Cacinele também falou sobre os tipos de componentes químicos e biológicos que podem ser descartados através do emissário. Segundo ela, mesmo com o tratamento, ainda podem estar contidos alguns contaminantes descartados por residências e indústrias, como medicamentos, entre eles antibióticos e anti-inflamatórios, hormônios, anticoncepcionais, inseticidas, pesticidas, estimulantes, microplásticos e metais pesados.

“Considerando um tratamento terciário, tido como melhor tratamento, seriam retirados materiais em suspensão, matéria orgânica, nutrientes e patógenos. Contudo, como isso ocorre com eficiência aproximada de 90 %, parte destes contaminantes ainda seriam descartados nas águas. Faltam estudos para melhor compreender os impactos, mas se acredita que haverá impactos visto que a inserção de qualquer componente diferente tem potencial de modificar o ambiente natural”, ressaltou a pesquisadora.

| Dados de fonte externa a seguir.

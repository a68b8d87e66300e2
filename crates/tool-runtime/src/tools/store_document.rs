//! Chunk, embed and persist a document.

use async_trait::async_trait;
use serde::Deserialize;
use serde_json::{json, Value};
use tracing::info;

use semdoc_ingest::{ingest_chunks, ChunkConfig, IngestReport};

use crate::context::ToolContext;
use crate::tool::{parse_input, require_text, Tool, ToolDefinition, ToolError, ToolResult};

const SHOWN_CHUNKS: usize = 5;
const SHOWN_ERRORS: usize = 3;

pub struct StoreDocumentTool;

#[derive(Debug, Deserialize)]
struct StoreArgs {
    content: String,
    #[serde(default)]
    chunk_size: Option<usize>,
    #[serde(default)]
    chunk_overlap: Option<usize>,
}

impl StoreArgs {
    fn chunk_config(&self) -> ChunkConfig {
        let defaults = ChunkConfig::default();
        ChunkConfig::new(
            self.chunk_size.unwrap_or(defaults.chunk_size),
            self.chunk_overlap.unwrap_or(defaults.overlap),
        )
    }
}

#[async_trait]
impl Tool for StoreDocumentTool {
    fn definition(&self) -> ToolDefinition {
        ToolDefinition {
            name: "store_document".to_string(),
            description: "Store a document: split it into overlapping chunks, embed each chunk and persist it."
                .to_string(),
            input_schema: json!({
                "type": "object",
                "properties": {
                    "content": {
                        "type": "string",
                        "description": "Document text to store"
                    },
                    "chunk_size": {
                        "type": "integer",
                        "minimum": 1,
                        "description": "Maximum characters per chunk (default 500)"
                    },
                    "chunk_overlap": {
                        "type": "integer",
                        "minimum": 0,
                        "description": "Characters repeated between consecutive chunks (default 50)"
                    }
                },
                "required": ["content"]
            }),
        }
    }

    async fn execute(&self, input: Value, context: &ToolContext) -> Result<ToolResult, ToolError> {
        let args: StoreArgs = parse_input(input)?;
        let content = require_text("content", &args.content)?;
        let config = args.chunk_config();

        let embedder = context.embedder()?;
        let store = context.store()?;

        let chunks = config
            .split(content)
            .map_err(|e| ToolError::InvalidInput(e.to_string()))?;

        info!(
            chars = content.chars().count(),
            chunks = chunks.len(),
            chunk_size = config.chunk_size,
            overlap = config.overlap,
            "storing document"
        );

        let report = ingest_chunks(&chunks, embedder, store).await;
        if report.stored.is_empty() {
            return Ok(ToolResult::error(format_failure(&report)));
        }
        Ok(ToolResult::text(format_report(&report)))
    }
}

/// Summary for a document with at least one stored chunk.
pub fn format_report(report: &IngestReport) -> String {
    let mut out = String::from("Document stored successfully\n");
    out.push_str(&format!("Total chunks: {}\n", report.total_chunks));
    out.push_str(&format!("Chunks stored: {}\n", report.stored_count()));
    if !report.errors.is_empty() {
        out.push_str(&format!("Errors: {}\n", report.failed_count()));
    }

    out.push_str("\nDetails:\n");
    for chunk in report.stored.iter().take(SHOWN_CHUNKS) {
        out.push_str(&format!(
            "   - Chunk {}: ID {} ({} chars)\n",
            chunk.chunk_number, chunk.id, chunk.size
        ));
    }
    if report.stored.len() > SHOWN_CHUNKS {
        out.push_str(&format!(
            "   ... and {} more chunks\n",
            report.stored.len() - SHOWN_CHUNKS
        ));
    }

    if !report.errors.is_empty() {
        out.push_str("\nErrors found:\n");
        for error in report.errors.iter().take(SHOWN_ERRORS) {
            out.push_str(&format!("   - {error}\n"));
        }
    }
    out
}

/// Message for a document where no chunk was stored.
pub fn format_failure(report: &IngestReport) -> String {
    if report.errors.is_empty() {
        return "Could not store any chunk: the document produced no non-empty chunks.".to_string();
    }
    format!("Could not store any chunk. Errors: {}", report.errors.join("; "))
}

#[cfg(test)]
mod tests {
    use super::*;
    use crate::testing::{context, unavailable_context, FakeEmbedder, FakeLlm, FakeStore};
    use semdoc_ingest::StoredChunk;
    use semdoc_store::DocumentId;
    use std::sync::Arc;

    fn stored(n: usize) -> StoredChunk {
        StoredChunk {
            chunk_number: n,
            id: DocumentId((100 + n).to_string()),
            size: 480,
        }
    }

    fn ctx_with(embedder: FakeEmbedder, store: FakeStore) -> (ToolContext, Arc<FakeStore>) {
        let store = Arc::new(store);
        let ctx = context(Arc::new(embedder), store.clone(), Arc::new(FakeLlm::new("")));
        (ctx, store)
    }

    /// Three sentences of 300 chars each; with 500/50 they split into three chunks.
    fn three_chunk_document() -> (String, Vec<String>) {
        let sentences: Vec<String> = ["a", "b", "c"]
            .iter()
            .map(|c| format!("{}.", c.repeat(299)))
            .collect();
        (sentences.concat(), sentences)
    }

    #[test]
    fn report_lists_first_five_chunks_and_three_errors() {
        let report = IngestReport {
            total_chunks: 11,
            stored: (1..=7).map(stored).collect(),
            errors: (8..=11).map(|n| format!("Chunk {n}: timeout")).collect(),
        };
        let text = format_report(&report);

        assert!(text.starts_with("Document stored successfully\nTotal chunks: 11\nChunks stored: 7\nErrors: 4\n"));
        assert!(text.contains("   - Chunk 1: ID 101 (480 chars)\n"));
        assert!(text.contains("   - Chunk 5: ID 105 (480 chars)\n"));
        assert!(!text.contains("Chunk 6: ID"));
        assert!(text.contains("   ... and 2 more chunks\n"));
        assert!(text.contains("   - Chunk 10: timeout\n"));
        assert!(!text.contains("Chunk 11: timeout"));
    }

    #[test]
    fn clean_report_has_no_error_section() {
        let report = IngestReport {
            total_chunks: 1,
            stored: vec![stored(1)],
            errors: vec![],
        };
        let text = format_report(&report);
        assert!(!text.contains("Errors"));
        assert!(!text.contains("more chunks"));
    }

    #[test]
    fn failure_joins_all_errors() {
        let report = IngestReport {
            total_chunks: 2,
            stored: vec![],
            errors: vec!["Chunk 1: a".into(), "Chunk 2: b".into()],
        };
        assert_eq!(format_failure(&report), "Could not store any chunk. Errors: Chunk 1: a; Chunk 2: b");
    }

    #[tokio::test]
    async fn stores_every_chunk() {
        let (document, _) = three_chunk_document();
        let (ctx, store) = ctx_with(FakeEmbedder::new(8), FakeStore::new());

        let result = StoreDocumentTool
            .execute(json!({ "content": document }), &ctx)
            .await
            .unwrap();

        assert!(!result.is_error);
        assert!(result.content.contains("Total chunks: 3\nChunks stored: 3\n"));
        assert_eq!(store.stored_rows().len(), 3);
    }

    #[tokio::test]
    async fn failed_second_chunk_leaves_two_stored() {
        let (document, sentences) = three_chunk_document();
        // Chunk 2 starts with the 50-char overlap from chunk 1.
        let chunk_two = format!("{}{}", &sentences[0][250..], sentences[1]);
        let embedder = FakeEmbedder::new(8).failing_on(chunk_two);
        let (ctx, store) = ctx_with(embedder, FakeStore::new());

        let result = StoreDocumentTool
            .execute(json!({ "content": document }), &ctx)
            .await
            .unwrap();

        assert!(!result.is_error);
        assert!(result.content.contains("Chunks stored: 2\nErrors: 1\n"));
        assert!(result.content.contains("   - Chunk 2: API error: 503: model overloaded\n"));
        assert!(result.content.contains("   - Chunk 3: ID 2"));
        assert_eq!(store.stored_rows().len(), 2);
    }

    #[tokio::test]
    async fn nothing_stored_is_an_error_result() {
        let (ctx, _) = ctx_with(FakeEmbedder::new(8), FakeStore::new().rejecting("short note"));
        let result = StoreDocumentTool
            .execute(json!({ "content": "short note" }), &ctx)
            .await
            .unwrap();

        assert!(result.is_error);
        assert_eq!(
            result.content,
            "Could not store any chunk. Errors: Chunk 1: failed to store document: store returned 500: boom"
        );
    }

    #[tokio::test]
    async fn invalid_chunk_parameters_fail_before_embedding() {
        let embedder = FakeEmbedder::new(8);
        let (ctx, _) = ctx_with(embedder, FakeStore::new());
        let err = StoreDocumentTool
            .execute(
                json!({ "content": "x".repeat(600), "chunk_size": 100, "chunk_overlap": 100 }),
                &ctx,
            )
            .await
            .unwrap_err();
        assert_eq!(
            err.to_string(),
            "Invalid input: chunk_overlap (100) must be smaller than chunk_size (100)"
        );
    }

    #[tokio::test]
    async fn unavailable_store_returns_configuration_error() {
        let err = StoreDocumentTool
            .execute(json!({ "content": "text" }), &unavailable_context())
            .await
            .unwrap_err();
        assert!(err.to_string().contains("is not configured"));
    }
}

O presidente do comitê da Bacia do rio Tramandaí, o ecólogo Dilton de Castro, aponta que mais de 60% da população do Litoral Norte não tem um sistema adequado de esgoto. Para ele, isso acaba se intensificando com o aumento de moradores fixos na região. “Parte do que se tem atualmente é fossa e sumidouro, o que acaba contaminando o lençol freático, especialmente na orla, pela areia. A população está crescendo aqui. Depois da pandemia, teve um incremento maior ainda. Mas a infraestrutura urbana e o saneamento básico não acompanharam esse crescimento”, citou.

Castro falou ainda que o cenário ideal seria a construção de um emissário que destinasse o resíduo tratado até um ponto mais profundo do oceano, mas que esse tipo de obra teria um custo muito elevado. “O que se tem é uma preocupação grande oriunda no desconhecimento sobre o lançamento de esgoto. Até porque não vai ser lançado esgoto nenhum, mas sim lançado o efluente tratado. Mas a bacia do rio Tramandaí, com lagoas costeiras, cuja capacidade de apuração é diferente de um rio corrente, é um sistema mais delicado e mais fácil de entrar em colapso”, completou.

A licença ambiental para a obra foi emitida pela Fundação Estadual de Proteção Ambiental (Fepam) em outubro de 2023. Em nota, o órgão informou que “a medida busca ampliar a capacidade de tratamento de esgotos domésticos da região. O empreendimento licenciado prevê o lançamento de efluentes tratados, dentro dos padrões pré-determinados pela Resolução Consema nº 355/2017. O documento, emitido pela Fepam após análise técnica, elenca uma série de condicionantes, entre elas a determinação de pontos de monitoramento da qualidade da água no rio e entorno”.